On the other hand, some analysts suggest remaining on the lookout for movie fatigue. Kids are increasingly attracted to newer types of entertainment, such as video games and YouTube.
When a producer cobbles together the budget for an independent film, selling the distribution rights in foreign territories is crucial. It helps to cover the film’s budget and hopefully brings in revenue. Independent filmmakers can actually make money if they have a great foreign sales agent who can sell their movies in key overseas markets.
Producers will often make their “wish list” when casting a film, and the list will typically be full of well-known names that “travel” overseas. If you have Tom Cruise or Jennifer Lawrence as your star, you’re much more likely to find a partner willing to buy the rights in China and France. That isn’t a guarantee that the film will make millions (or billions), but it's about as safe a bet as you can get in this business.
Some American films make more money internationally than they do in the United States.
Television Rights, Streaming, and VOD
Once upon a time, it was all about DVD sales. Now, it’s far more about television rights, video-on-demand (VOD), and streaming.
For some producers, selling TV and international rights is a significant source of profit because the producer doesn't have to pay for marketing and P&A costs. Films have to leave the theater at some point, but they can remain evergreen on TV. How many times have you flipped through channels and come across “The Notebook” or “The Shawshank Redemption” yet again?
As for VOD, revenue from these deals should add hundreds of millions to a studio's bottom line. For indie films, there are several VOD release strategies: day-and-date (movies released simultaneously in theaters and VOD), day-before-date (VOD before theatrical), and VOD-only. Many films that don't have the special effects and big-name stars to lure people to the theater often profit from this model.

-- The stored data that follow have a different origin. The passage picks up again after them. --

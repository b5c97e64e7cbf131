//! Per-request solver configuration.
//!
//! Fleet size, vehicle capacity and search limits travel with each
//! optimization call instead of living in globals, so concurrent requests
//! never share state.

use std::fmt;
use std::str::FromStr;
use std::time::Duration;

use serde::{Deserialize, Serialize};

use crate::error::RoutingError;
use crate::models::Vehicle;

/// Index of the depot in every location list.
pub const DEPOT_INDEX: usize = 0;

/// Default number of shuttles.
pub const DEFAULT_VEHICLES: usize = 4;

/// Default seats per shuttle.
pub const DEFAULT_CAPACITY: i32 = 15;

/// Stop condition for the local search.
///
/// An iteration is one committed improving move. `None` disables a limit.
#[derive(Debug, Clone, Copy, PartialEq, Eq)]
pub struct Budget {
    pub max_iterations: Option<u64>,
    pub time_limit: Option<Duration>,
}

impl Budget {
    /// No limits: search runs to a local optimum.
    pub const UNLIMITED: Budget = Budget {
        max_iterations: None,
        time_limit: None,
    };

    pub fn iterations(max: u64) -> Self {
        Self {
            max_iterations: Some(max),
            time_limit: None,
        }
    }

    pub fn time(limit: Duration) -> Self {
        Self {
            max_iterations: None,
            time_limit: Some(limit),
        }
    }
}

impl Default for Budget {
    fn default() -> Self {
        Self {
            max_iterations: Some(10_000),
            time_limit: Some(Duration::from_secs(30)),
        }
    }
}

/// What the extractor does with vehicles whose route is depot-only.
#[derive(Debug, Clone, Copy, PartialEq, Eq, Default, Serialize, Deserialize)]
#[serde(rename_all = "snake_case")]
pub enum UnusedVehicles {
    /// Leave them out of the plan.
    #[default]
    Omit,
    /// Keep them with `used: false`.
    Flag,
}

/// What happens when improvement stops on its budget.
#[derive(Debug, Clone, Copy, PartialEq, Eq, Default, Serialize, Deserialize)]
#[serde(rename_all = "snake_case")]
pub enum BudgetPolicy {
    /// Return the best feasible plan found as a normal result.
    #[default]
    ReturnBest,
    /// Return the best plan inside [`RoutingError::BudgetExceeded`].
    Flag,
}

/// Seeded perturb-and-climb restarts after the first local optimum.
#[derive(Debug, Clone, Copy, PartialEq, Eq)]
pub struct Diversification {
    pub seed: u64,
    /// Number of perturbation rounds.
    pub restarts: u32,
    /// Random relocations applied per round.
    pub strength: u32,
}

impl Diversification {
    pub fn new(seed: u64, restarts: u32) -> Self {
        Self {
            seed,
            restarts,
            strength: 3,
        }
    }
}

/// Solver settings for one optimization request.
#[derive(Debug, Clone, Default)]
pub struct SolverConfig {
    pub budget: Budget,
    pub unused_vehicles: UnusedVehicles,
    pub budget_policy: BudgetPolicy,
    pub diversification: Option<Diversification>,
}

/// A homogeneous fleet written as `<count>x<capacity>`, e.g. `4x15`.
///
/// # Examples
///
/// ```
/// use commute_routing::config::FleetSpec;
///
/// let spec: FleetSpec = "4x15".parse().unwrap();
/// let fleet = spec.vehicles();
/// assert_eq!(fleet.len(), 4);
/// assert_eq!(fleet[3].id(), "3");
/// assert!(fleet.iter().all(|v| v.capacity() == 15));
/// ```
#[derive(Debug, Clone, Copy, PartialEq, Eq)]
pub struct FleetSpec {
    pub count: usize,
    pub capacity: i32,
}

impl FleetSpec {
    pub fn uniform(count: usize, capacity: i32) -> Self {
        Self { count, capacity }
    }

    /// Vehicles named `0..count`.
    pub fn vehicles(&self) -> Vec<Vehicle> {
        (0..self.count)
            .map(|i| Vehicle::new(i.to_string(), self.capacity))
            .collect()
    }
}

impl Default for FleetSpec {
    fn default() -> Self {
        Self::uniform(DEFAULT_VEHICLES, DEFAULT_CAPACITY)
    }
}

impl FromStr for FleetSpec {
    type Err = RoutingError;

    fn from_str(s: &str) -> Result<Self, Self::Err> {
        let bad = || RoutingError::invalid(format!("fleet spec {s:?} is not <count>x<capacity>"));
        let (count, capacity) = s.trim().split_once(['x', 'X']).ok_or_else(bad)?;
        let count: usize = count.trim().parse().map_err(|_| bad())?;
        let capacity: i32 = capacity.trim().parse().map_err(|_| bad())?;
        if count == 0 || capacity <= 0 {
            return Err(RoutingError::invalid(format!(
                "fleet spec {s:?} needs at least one vehicle with positive capacity"
            )));
        }
        Ok(Self { count, capacity })
    }
}

impl fmt::Display for FleetSpec {
    fn fmt(&self, f: &mut fmt::Formatter<'_>) -> fmt::Result {
        write!(f, "{}x{}", self.count, self.capacity)
    }
}
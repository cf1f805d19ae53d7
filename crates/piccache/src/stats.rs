//! Cache statistics tracking

use serde::Serialize;

/// Counters for cache performance tracking
///
/// Owned by a single [`LruCache`](crate::LruCache); callers receive copies.
#[derive(Debug, Default, Clone, Copy, PartialEq, Eq, Serialize)]
pub struct CacheStats {
    hits: u64,
    misses: u64,
    evictions: u64,
    inserts: u64,
}

impl CacheStats {
    /// Create new stats tracker
    pub fn new() -> Self {
        Self::default()
    }

    /// Record a cache hit
    pub(crate) fn record_hit(&mut self) {
        self.hits += 1;
    }

    /// Record a cache miss
    pub(crate) fn record_miss(&mut self) {
        self.misses += 1;
    }

    /// Record an eviction
    pub(crate) fn record_eviction(&mut self) {
        self.evictions += 1;
    }

    /// Record an insert
    pub(crate) fn record_insert(&mut self) {
        self.inserts += 1;
    }

    /// Get total hits
    pub fn hits(&self) -> u64 {
        self.hits
    }

    /// Get total misses
    pub fn misses(&self) -> u64 {
        self.misses
    }

    /// Get total evictions
    pub fn evictions(&self) -> u64 {
        self.evictions
    }

    /// Get total inserts
    pub fn inserts(&self) -> u64 {
        self.inserts
    }

    /// Total lookups (hits + misses)
    pub fn lookups(&self) -> u64 {
        self.hits + self.misses
    }

    /// Calculate hit ratio (0.0 to 1.0)
    pub fn hit_ratio(&self) -> f64 {
        let total = self.lookups();
        if total == 0 {
            0.0
        } else {
            self.hits as f64 / total as f64
        }
    }

    /// Reset all statistics
    pub(crate) fn reset(&mut self) {
        *self = Self::default();
    }
}

#[cfg(test)]
mod tests {
    use super::*;

    #[test]
    fn test_stats_basic() {
        let mut stats = CacheStats::new();

        stats.record_hit();
        stats.record_hit();
        stats.record_miss();

        assert_eq!(stats.hits(), 2);
        assert_eq!(stats.misses(), 1);
        assert_eq!(stats.lookups(), 3);
        assert_eq!(stats.hit_ratio(), 2.0 / 3.0);
    }

    #[test]
    fn test_stats_reset() {
        let mut stats = CacheStats::new();

        stats.record_hit();
        stats.record_miss();
        stats.record_insert();
        stats.record_eviction();
        stats.reset();

        assert_eq!(stats, CacheStats::default());
        assert_eq!(stats.hit_ratio(), 0.0);
    }

    #[test]
    fn test_stats_serialize_fields() {
        let mut stats = CacheStats::new();
        stats.record_insert();
        stats.record_insert();
        stats.record_eviction();

        let value = serde_yaml::to_value(stats).unwrap();
        assert_eq!(value["inserts"], serde_yaml::Value::from(2u64));
        assert_eq!(value["evictions"], serde_yaml::Value::from(1u64));
        assert_eq!(value["hits"], serde_yaml::Value::from(0u64));
    }
}
//! Access trace parsing and replay
//!
//! One operation per line; blank lines and `#` comments are skipped:
//!
//! ```text
//! put 17 beach
//! get 17
//! remove 17
//! clear
//! ```

use std::fmt;
use std::io::BufRead;

use anyhow::{bail, Context, Result};
use piccache::LruCache;
use tracing::{debug, trace};

/// Value stored by `put` lines that carry none
const PLACEHOLDER: &str = "-";

/// Single trace operation
#[derive(Debug, Clone, PartialEq, Eq)]
pub enum Op {
    /// Look a key up
    Get(String),
    /// Store a value
    Put(String, String),
    /// Invalidate a key
    Remove(String),
    /// Empty the cache and reset counters
    Clear,
}

impl Op {
    /// Parse one trace line. `Ok(None)` for blank and comment lines.
    pub fn parse(line: &str) -> Result<Option<Op>> {
        let line = line.trim();
        if line.is_empty() || line.starts_with('#') {
            return Ok(None);
        }

        let args: Vec<&str> = line.split_whitespace().collect();
        let command = args[0].to_lowercase();

        let op = match (command.as_str(), &args[1..]) {
            ("get", [key]) => Op::Get(key.to_string()),
            ("put", [key]) => Op::Put(key.to_string(), PLACEHOLDER.to_string()),
            ("put", [key, value]) => Op::Put(key.to_string(), value.to_string()),
            ("remove", [key]) => Op::Remove(key.to_string()),
            ("clear", []) => Op::Clear,
            ("get" | "put" | "remove" | "clear", _) => {
                bail!("wrong number of arguments for '{}'", command)
            }
            _ => bail!("unknown operation '{}'", command),
        };
        Ok(Some(op))
    }
}

impl fmt::Display for Op {
    fn fmt(&self, f: &mut fmt::Formatter<'_>) -> fmt::Result {
        match self {
            Op::Get(key) => write!(f, "get {}", key),
            Op::Put(key, value) => write!(f, "put {} {}", key, value),
            Op::Remove(key) => write!(f, "remove {}", key),
            Op::Clear => write!(f, "clear"),
        }
    }
}

/// Read every operation from a trace, reporting the offending line on error
pub fn read_trace<R: BufRead>(reader: R) -> Result<Vec<Op>> {
    let mut ops = Vec::new();
    for (idx, line) in reader.lines().enumerate() {
        let line_no = idx + 1;
        let line = line.with_context(|| format!("failed to read trace line {}", line_no))?;
        if let Some(op) = Op::parse(&line).with_context(|| format!("trace line {}", line_no))? {
            ops.push(op);
        }
    }
    Ok(ops)
}

/// Replays operations against a cache
pub struct Replayer {
    cache: LruCache<String, String>,
    populate_on_miss: bool,
    ops: u64,
}

impl Replayer {
    /// Create a replayer
    ///
    /// With `populate_on_miss`, a missed `get` is followed by a `put` of the
    /// key, as a caller fetching from the database would do.
    pub fn new(cache: LruCache<String, String>, populate_on_miss: bool) -> Self {
        Self {
            cache,
            populate_on_miss,
            ops: 0,
        }
    }

    /// Apply one operation
    pub fn apply(&mut self, op: Op) {
        trace!(%op, "replay");
        self.ops += 1;

        match op {
            Op::Get(key) => {
                if self.cache.get(&key).is_err() && self.populate_on_miss {
                    debug!(key = %key, "miss, populating");
                    self.cache.put(key, PLACEHOLDER.to_string());
                }
            }
            Op::Put(key, value) => self.cache.put(key, value),
            Op::Remove(key) => {
                self.cache.remove(&key);
            }
            Op::Clear => self.cache.clear(),
        }
    }

    /// Apply all operations in order
    pub fn run<I: IntoIterator<Item = Op>>(&mut self, ops: I) {
        for op in ops {
            self.apply(op);
        }
    }

    /// Number of operations applied
    pub fn ops(&self) -> u64 {
        self.ops
    }

    /// The replayed cache
    pub fn cache(&self) -> &LruCache<String, String> {
        &self.cache
    }
}
impl<K, V> LruCache<K, V>
where
    K: Hash + Eq + Clone,
{
    /// Create a bounded LRU cache holding at most `capacity` entries
    ///
    /// A capacity of 0 is valid and retains nothing.
    pub fn new(capacity: usize) -> Self {
        Self::with_capacity(Capacity::Bounded(capacity))
    }

    /// Create a cache that never evicts
    pub fn unbounded() -> Self {
        Self::with_capacity(Capacity::Unbounded)
    }

    /// Create a cache from a signed capacity, negative meaning unbounded
    pub fn from_signed(capacity: i64) -> Self {
        Self::with_capacity(Capacity::from_signed(capacity))
    }

    /// Create a cache with an explicit capacity policy
    pub fn with_capacity(capacity: Capacity) -> Self {
        let reserve = capacity.limit().unwrap_or(0).min(MAX_PREALLOC);

        Self {
            map: HashMap::with_capacity_and_hasher(reserve, RandomState::new()),
            nodes: Vec::with_capacity(reserve),
            head: None,
            tail: None,
            free_list: Vec::new(),
            capacity,
            stats: CacheStats::new(),
        }
    }

    /// Insert or overwrite the value for `key`
    ///
    /// In bounded mode the key becomes the most recently used one and the
    /// least recently used entries are evicted until the bound holds again.
    pub fn put(&mut self, key: K, value: V) {
        self.stats.record_insert();

        if let Some(&idx) = self.map.get(&key) {
            if let Some(node) = &mut self.nodes[idx] {
                node.value = value;
            }
            if self.capacity.is_bounded() {
                self.move_to_front(idx);
            }
            return;
        }

        let idx = self.alloc_node();
        self.nodes[idx] = Some(Node {
            key: key.clone(),
            value,
            prev: None,
            next: None,
        });
        self.map.insert(key, idx);

        if let Capacity::Bounded(limit) = self.capacity {
            self.push_front(idx);
            while self.map.len() > limit {
                if !self.evict() {
                    break;
                }
            }
        }
    }

    /// Look up `key`, counting a hit or a miss
    ///
    /// A hit refreshes the key's recency. A miss returns
    /// [`Error::KeyNotFound`]. Lookups never evict.
    pub fn get<Q>(&mut self, key: &Q) -> Result<&V>
    where
        K: Borrow<Q>,
        Q: Hash + Eq + ?Sized,
    {
        let idx = match self.map.get(key) {
            Some(&idx) => idx,
            None => {
                self.stats.record_miss();
                return Err(Error::KeyNotFound);
            }
        };

        self.stats.record_hit();
        if self.capacity.is_bounded() {
            self.move_to_front(idx);
        }
        self.nodes[idx]
            .as_ref()
            .map(|node| &node.value)
            .ok_or(Error::KeyNotFound)
    }

    /// Check whether `key` is stored without touching stats or recency
    pub fn contains<Q>(&self, key: &Q) -> bool
    where
        K: Borrow<Q>,
        Q: Hash + Eq + ?Sized,
    {
        self.map.contains_key(key)
    }

    /// Read the value for `key` without touching stats or recency
    pub fn peek<Q>(&self, key: &Q) -> Option<&V>
    where
        K: Borrow<Q>,
        Q: Hash + Eq + ?Sized,
    {
        let idx = *self.map.get(key)?;
        self.nodes[idx].as_ref().map(|node| &node.value)
    }

    /// Remove a key from the cache
    pub fn remove<Q>(&mut self, key: &Q) -> Option<V>
    where
        K: Borrow<Q>,
        Q: Hash + Eq + ?Sized,
    {
        let idx = self.map.remove(key)?;
        if self.capacity.is_bounded() {
            self.unlink(idx);
        }
        let node = self.nodes[idx].take();
        self.free_node(idx);
        node.map(|node| node.value)
    }

    /// Get the current number of entries
    pub fn len(&self) -> usize {
        self.map.len()
    }

    /// Check if the cache is empty
    pub fn is_empty(&self) -> bool {
        self.map.is_empty()
    }

    /// Get the capacity policy
    pub fn capacity(&self) -> Capacity {
        self.capacity
    }

    /// Hits since construction or the last [`clear`](Self::clear)
    pub fn hits(&self) -> u64 {
        self.stats.hits()
    }

    /// Misses since construction or the last [`clear`](Self::clear)
    pub fn misses(&self) -> u64 {
        self.stats.misses()
    }

    /// Snapshot of all counters
    pub fn stats(&self) -> CacheStats {
        self.stats
    }

    /// Drop all entries and reset statistics
    pub fn clear(&mut self) {
        self.map.clear();
        self.nodes.clear();
        self.free_list.clear();
        self.head = None;
        self.tail = None;
        self.stats.reset();
    }

    /// Iterate over stored keys
    ///
    /// Order follows the underlying hash map and says nothing about recency.
    pub fn keys(&self) -> impl Iterator<Item = &K> + '_ {
        self.map.keys()
    }

    /// Iterate over stored entries, in the same order as [`keys`](Self::keys)
    pub fn iter(&self) -> impl Iterator<Item = (&K, &V)> + '_ {
        self.map
            .iter()
            .filter_map(|(key, &idx)| self.nodes[idx].as_ref().map(|node| (key, &node.value)))
    }

    fn move_to_front(&mut self, idx: usize) {
        if self.head == Some(idx) {
            return; // Already at front
        }

        self.unlink(idx);
        self.push_front(idx);
    }

    fn push_front(&mut self, idx: usize) {
        if let Some(node) = &mut self.nodes[idx] {
            node.prev = None;
            node.next = self.head;
        }

        if let Some(head_idx) = self.head {
            if let Some(head) = &mut self.nodes[head_idx] {
                head.prev = Some(idx);
            }
        }

        self.head = Some(idx);
        if self.tail.is_none() {
            self.tail = Some(idx);
        }
    }

    fn unlink(&mut self, idx: usize) {
        let (prev, next) = match &mut self.nodes[idx] {
            Some(node) => (node.prev.take(), node.next.take()),
            None => return,
        };

        match prev {
            Some(prev_idx) => {
                if let Some(prev_node) = &mut self.nodes[prev_idx] {
                    prev_node.next = next;
                }
            }
            None => {
                self.head = next;
            }
        }

        match next {
            Some(next_idx) => {
                if let Some(next_node) = &mut self.nodes[next_idx] {
                    next_node.prev = prev;
                }
            }
            None => {
                self.tail = prev;
            }
        }
    }

    /// Drop the tail entry. Returns false when the list is empty.
    fn evict(&mut self) -> bool {
        let Some(tail_idx) = self.tail else {
            return false;
        };

        self.unlink(tail_idx);
        if let Some(node) = self.nodes[tail_idx].take() {
            self.map.remove(&node.key);
        }
        self.free_node(tail_idx);
        self.stats.record_eviction();
        true
    }

    fn alloc_node(&mut self) -> usize {
        if let Some(idx) = self.free_list.pop() {
            idx
        } else {
            let idx = self.nodes.len();
            self.nodes.push(None);
            idx
        }
    }

    fn free_node(&mut self, idx: usize) {
        self.free_list.push(idx);
    }

    /// Keys from most to least recently used (bounded mode only)
    #[cfg(test)]
    pub(crate) fn recency(&self) -> Vec<K> {
        let mut keys = Vec::with_capacity(self.len());
        let mut cursor = self.head;
        while let Some(idx) = cursor {
            let node = self.nodes[idx].as_ref().expect("linked slot is occupied");
            keys.push(node.key.clone());
            cursor = node.next;
        }
        keys
    }

    #[cfg(test)]
    pub(crate) fn check_invariants(&self) {
        let occupied = self.nodes.iter().filter(|slot| slot.is_some()).count();
        assert_eq!(occupied, self.map.len(), "slab and map disagree");
        assert_eq!(
            self.nodes.len(),
            occupied + self.free_list.len(),
            "free list leaks slots"
        );

        for (key, &idx) in &self.map {
            let node = self.nodes[idx].as_ref().expect("mapped slot is occupied");
            assert!(node.key == *key, "slot holds a different key");
        }

        match self.capacity {
            Capacity::Bounded(limit) => {
                assert!(self.map.len() <= limit, "capacity exceeded");
                let recency = self.recency();
                assert_eq!(recency.len(), self.map.len(), "recency and map disagree");
                for key in &recency {
                    assert!(self.map.contains_key(key), "recency holds a stale key");
                }
                assert_eq!(self.head.is_none(), self.tail.is_none());
            }
            Capacity::Unbounded => {
                assert!(self.head.is_none() && self.tail.is_none());
            }
        }
    }
}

Streaming video is a new source of revenue for Hollywood movies. VOD revenues tend to dry up after a few years, but movie studios can still make money from older films by licensing them to Netflix or Amazon Prime. However, the success of original content on the streaming services also draws audiences away from traditional movies.
The Bottom Line
As the saying goes, nobody knows anything in Hollywood. The film industry is in flux, and ticket sales alone don't drive revenue. There’s merchandising, VOD, streaming video, foreign sales, and a plethora of other distribution channels that can help filmmakers, producers, and studios turn a profit. So who knows, the little indie that you invest in could just be the next "Little Miss Sunshine." Or not. In Hollywood, there are no guarantees.